• _TASK PROMPT_:
From the records below, copy every line that contains the word "crate".

• _SOURCE INFORMATION_:
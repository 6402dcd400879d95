//! Hyper adapter.
//!
//! [`Server`] accepts HTTP/1.1 connections and feeds each request to an
//! [`OpenApiHandler`]. Before the handler sees a request the adapter:
//!
//! - answers `HEAD` with an empty 204,
//! - collapses duplicate slashes and drops a trailing slash,
//! - strips the configured base path (anything outside it is a 404),
//! - makes sure the request carries an `x-request-id`.
//!
//! A request that outlives the configured timeout is cancelled and answered
//! with 504.
//!
//! # Example
//!
//! ```rust,ignore
//! use openproc_server::{OpenApiHandler, Server, ServerConfig};
//!
//! #[tokio::main]
//! async fn main() -> Result<(), Box<dyn std::error::Error>> {
//!     let handler = OpenApiHandler::<()>::builder()
//!         .routes(routes)
//!         .registry(registry)
//!         .build()?;
//!
//!     let config = ServerConfig::builder().http_addr("0.0.0.0:8080").base_path("/api").build();
//!     Server::new(config, handler).run().await?;
//!     Ok(())
//! }
//! ```

use std::convert::Infallible;
use std::net::SocketAddr;
use std::sync::Arc;

use bytes::Bytes;
use http::header::{HeaderValue, CONTENT_TYPE};
use http::uri::PathAndQuery;
use http::{Method, Request, Response, StatusCode, Uri};
use http_body::Body;
use http_body_util::Full;
use hyper::body::Incoming;
use hyper::server::conn::http1;
use hyper::service::service_fn;
use hyper_util::rt::TokioIo;
use openproc_core::{
    ErrorCode, ProcedureError, RequestContext, RequestId, Resolution, StatusTable, REQUEST_ID_HEADER,
};
use tokio::net::{TcpListener, TcpStream};
use tokio_util::sync::CancellationToken;

use crate::config::ServerConfig;
use crate::error::ServerError;
use crate::handler::OpenApiHandler;
use crate::hook::ErrorKind;
use crate::response::{self, HttpResponse};
use crate::shutdown::{ConnectionTracker, ShutdownSignal};

/// HTTP server for an [`OpenApiHandler`].
pub struct Server<C = ()> {
    config: ServerConfig,
    handler: Arc<OpenApiHandler<C>>,
}

impl<C> std::fmt::Debug for Server<C> {
    fn fmt(&self, f: &mut std::fmt::Formatter<'_>) -> std::fmt::Result {
        f.debug_struct("Server")
            .field("config", &self.config)
            .field("handler", &self.handler)
            .finish()
    }
}

impl<C: Send + Sync + 'static> Server<C> {
    /// Creates a server around a handler.
    #[must_use]
    pub fn new(config: ServerConfig, handler: OpenApiHandler<C>) -> Self {
        Self::from_shared(config, Arc::new(handler))
    }

    /// Creates a server around a shared handler.
    #[must_use]
    pub fn from_shared(config: ServerConfig, handler: Arc<OpenApiHandler<C>>) -> Self {
        Self { config, handler }
    }

    /// Returns the configuration.
    #[must_use]
    pub fn config(&self) -> &ServerConfig {
        &self.config
    }

    /// Returns the handler.
    #[must_use]
    pub fn handler(&self) -> &Arc<OpenApiHandler<C>> {
        &self.handler
    }

    /// Binds the configured address and serves until SIGINT or SIGTERM.
    ///
    /// # Errors
    ///
    /// Returns an error if the address is invalid or cannot be bound.
    pub async fn run(self) -> Result<(), ServerError> {
        let shutdown = ShutdownSignal::with_os_signals();
        self.run_with_shutdown(shutdown).await
    }

    /// Binds the configured address and serves until `shutdown` fires.
    ///
    /// # Errors
    ///
    /// Returns an error if the address is invalid or cannot be bound.
    pub async fn run_with_shutdown(self, shutdown: ShutdownSignal) -> Result<(), ServerError> {
        let addr = self
            .config
            .socket_addr()
            .map_err(|e| ServerError::InvalidAddress {
                addr: self.config.http_addr().to_string(),
                reason: e.to_string(),
            })?;

        let listener = TcpListener::bind(addr)
            .await
            .map_err(|source| ServerError::Bind { addr, source })?;

        self.serve(listener, shutdown).await
    }

    /// Serves connections from an already bound listener until `shutdown`
    /// fires, then waits up to the shutdown timeout for open connections.
    ///
    /// # Errors
    ///
    /// Returns an error if the listener's address cannot be read.
    pub async fn serve(self, listener: TcpListener, shutdown: ShutdownSignal) -> Result<(), ServerError> {
        let local_addr = listener.local_addr()?;
        tracing::info!(addr = %local_addr, base_path = ?self.config.base_path(), "server listening");

        let shutdown_timeout = self.config.shutdown_timeout();
        let server = Arc::new(self);
        let tracker = ConnectionTracker::new();

        loop {
            tokio::select! {
                result = listener.accept() => {
                    match result {
                        Ok((stream, remote_addr)) => {
                            let server = Arc::clone(&server);
                            let shutdown = shutdown.clone();
                            tracker.spawn(async move {
                                server.serve_connection(stream, remote_addr, shutdown).await;
                            });
                        }
                        Err(e) => {
                            tracing::error!(error = %e, "failed to accept connection");
                        }
                    }
                }

                () = shutdown.recv() => {
                    tracing::info!("shutdown signal received, no longer accepting connections");
                    break;
                }
            }
        }

        tracker.close();
        tracing::info!(
            active = tracker.active_connections(),
            timeout = ?shutdown_timeout,
            "draining connections"
        );

        tokio::select! {
            () = tracker.wait() => {
                tracing::info!("all connections closed");
            }
            () = tokio::time::sleep(shutdown_timeout) => {
                tracing::warn!(
                    active = tracker.active_connections(),
                    "shutdown timeout reached with connections still open"
                );
            }
        }

        tracing::info!("server stopped");
        Ok(())
    }

    async fn serve_connection(
        self: Arc<Self>,
        stream: TcpStream,
        remote_addr: SocketAddr,
        shutdown: ShutdownSignal,
    ) {
        let io = TokioIo::new(stream);
        let server = Arc::clone(&self);

        let service = service_fn(move |req: Request<Incoming>| {
            let server = Arc::clone(&server);
            async move { Ok::<_, Infallible>(server.handle_request(req).await) }
        });

        let conn = http1::Builder::new().serve_connection(io, service);
        tokio::pin!(conn);

        let stop = shutdown.recv();
        tokio::pin!(stop);
        let mut draining = false;

        loop {
            tokio::select! {
                result = conn.as_mut() => {
                    if let Err(e) = result {
                        tracing::debug!(remote_addr = %remote_addr, error = %e, "connection error");
                    }
                    break;
                }
                () = &mut stop, if !draining => {
                    tracing::debug!(remote_addr = %remote_addr, "draining connection for shutdown");
                    draining = true;
                    conn.as_mut().graceful_shutdown();
                }
            }
        }
    }

    /// Applies the adapter rules to one request and runs the handler.
    pub async fn handle_request<B>(&self, request: Request<B>) -> HttpResponse
    where
        B: Body + Send,
        B::Error: Into<Box<dyn std::error::Error + Send + Sync>>,
    {
        let (mut parts, body) = request.into_parts();

        if parts.method == Method::HEAD {
            return head_response();
        }

        // One id for the handler and for rejections made here.
        let request_id = RequestId::from_headers(&parts.headers);
        if let Ok(value) = HeaderValue::from_str(&request_id.to_string()) {
            parts.headers.insert(REQUEST_ID_HEADER, value);
        }

        let normalized = normalize_path(parts.uri.path());
        let Some(path) = strip_base_path(&normalized, self.config.base_path()) else {
            let request = RequestContext::new(parts.method, parts.uri, parts.headers);
            let error = ProcedureError::not_found(format!(
                "No procedure found on path \"{}\"",
                request.path()
            ));
            return self.handler.reject(&request, ErrorKind::NotFound, &error);
        };

        if path != parts.uri.path() {
            match replace_path(&parts.uri, path) {
                Some(uri) => parts.uri = uri,
                None => {
                    let request = RequestContext::new(parts.method, parts.uri, parts.headers);
                    let error = ProcedureError::bad_request("Malformed request path");
                    return self.handler.reject(&request, ErrorKind::Extraction, &error);
                }
            }
        }

        let cancel = CancellationToken::new();
        let outcome = match self.config.request_timeout() {
            Some(limit) => {
                let mut snapshot = RequestContext::new(
                    parts.method.clone(),
                    parts.uri.clone(),
                    parts.headers.clone(),
                );
                if let Resolution::Matched { route, .. } =
                    self.handler.routes().resolve(&parts.method, parts.uri.path())
                {
                    snapshot = snapshot.with_procedure_id(route.procedure_id());
                }
                let request = Request::from_parts(parts, body);
                let pending = self.handler.handle_with_cancel(request, cancel.clone());
                if let Ok(outcome) = tokio::time::timeout(limit, pending).await {
                    outcome
                } else {
                    cancel.cancel();
                    tracing::warn!(
                        request_id = %snapshot.request_id(),
                        http.path = snapshot.path(),
                        timeout = ?limit,
                        "request timed out"
                    );
                    let error = ProcedureError::new(ErrorCode::GatewayTimeout, "Request timed out");
                    return self.handler.reject(&snapshot, ErrorKind::Timeout, &error);
                }
            }
            None => {
                self.handler
                    .handle_with_cancel(Request::from_parts(parts, body), cancel)
                    .await
            }
        };

        outcome.unwrap_or_else(|| {
            let error = ProcedureError::new(ErrorCode::ClientClosedRequest, "Request cancelled");
            response::failure(&StatusTable::new(), &error, None)
        })
    }
}

fn head_response() -> HttpResponse {
    Response::builder()
        .status(StatusCode::NO_CONTENT)
        .header(CONTENT_TYPE, "application/json")
        .body(Full::new(Bytes::new()))
        .unwrap_or_else(|_| Response::new(Full::new(Bytes::new())))
}

/// Collapses duplicate slashes and drops a trailing slash.
///
/// ```
/// use openproc_server::server::normalize_path;
///
/// assert_eq!(normalize_path("//users///7/"), "/users/7");
/// assert_eq!(normalize_path("/"), "/");
/// ```
#[must_use]
pub fn normalize_path(path: &str) -> String {
    let segments: Vec<&str> = path.split('/').filter(|s| !s.is_empty()).collect();
    format!("/{}", segments.join("/"))
}

/// Strips a normalized base path, or returns `None` if `path` lies outside
/// it. Matching is per segment: `/api` covers `/api/users` but not `/apiary`.
#[must_use]
pub fn strip_base_path<'a>(path: &'a str, base: Option<&str>) -> Option<&'a str> {
    let Some(base) = base else {
        return Some(path);
    };
    match path.strip_prefix(base) {
        Some("") => Some("/"),
        Some(rest) if rest.starts_with('/') => Some(rest),
        _ => None,
    }
}

fn replace_path(uri: &Uri, path: &str) -> Option<Uri> {
    let path_and_query = match uri.query() {
        Some(query) => format!("{path}?{query}"),
        None => path.to_string(),
    };
    let mut parts = uri.clone().into_parts();
    parts.path_and_query = Some(PathAndQuery::try_from(path_and_query).ok()?);
    Uri::from_parts(parts).ok()
}

#[cfg(test)]
mod tests {
    use super::*;

    #[test]
    fn test_normalize_path() {
        assert_eq!(normalize_path("/users/7"), "/users/7");
        assert_eq!(normalize_path("/users/7/"), "/users/7");
        assert_eq!(normalize_path("//users//7"), "/users/7");
        assert_eq!(normalize_path(""), "/");
    }

    #[test]
    fn test_strip_base_path() {
        assert_eq!(strip_base_path("/api/users", Some("/api")), Some("/users"));
        assert_eq!(strip_base_path("/api", Some("/api")), Some("/"));
        assert_eq!(strip_base_path("/apiary", Some("/api")), None);
        assert_eq!(strip_base_path("/users", Some("/api")), None);
        assert_eq!(strip_base_path("/users", None), Some("/users"));
    }

    #[test]
    fn test_replace_path_keeps_query() {
        let uri: Uri = "/api/users?limit=2".parse().unwrap();
        let replaced = replace_path(&uri, "/users").unwrap();
        assert_eq!(replaced.path(), "/users");
        assert_eq!(replaced.query(), Some("limit=2"));
    }

    #[tokio::test]
    async fn test_run_invalid_address() {
        let handler = OpenApiHandler::<()>::builder().build().unwrap();
        let config = ServerConfig::builder().http_addr("not-an-address").build();

        let result = Server::new(config, handler)
            .run_with_shutdown(ShutdownSignal::new())
            .await;
        assert!(matches!(result, Err(ServerError::InvalidAddress { .. })));
    }

    #[tokio::test]
    async fn test_run_and_shutdown() {
        let handler = OpenApiHandler::<()>::builder().build().unwrap();
        let config = ServerConfig::builder()
            .http_addr("127.0.0.1:0")
            .shutdown_timeout(std::time::Duration::from_millis(100))
            .build();

        let shutdown = ShutdownSignal::new();
        shutdown.trigger();

        let result = tokio::time::timeout(
            std::time::Duration::from_secs(5),
            Server::new(config, handler).run_with_shutdown(shutdown),
        )
        .await;
        assert!(matches!(result, Ok(Ok(()))));
    }
}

• _RESPONSE TO THIS TASK_:
use crate::config::ServerConfig;
use crate::error::ServerError;
use crate::handler::OpenApiHandler;
use crate::hook::ErrorKind;
use crate::response::{self, HttpResponse};
use crate::shutdown::{ConnectionTracker, ShutdownSignal};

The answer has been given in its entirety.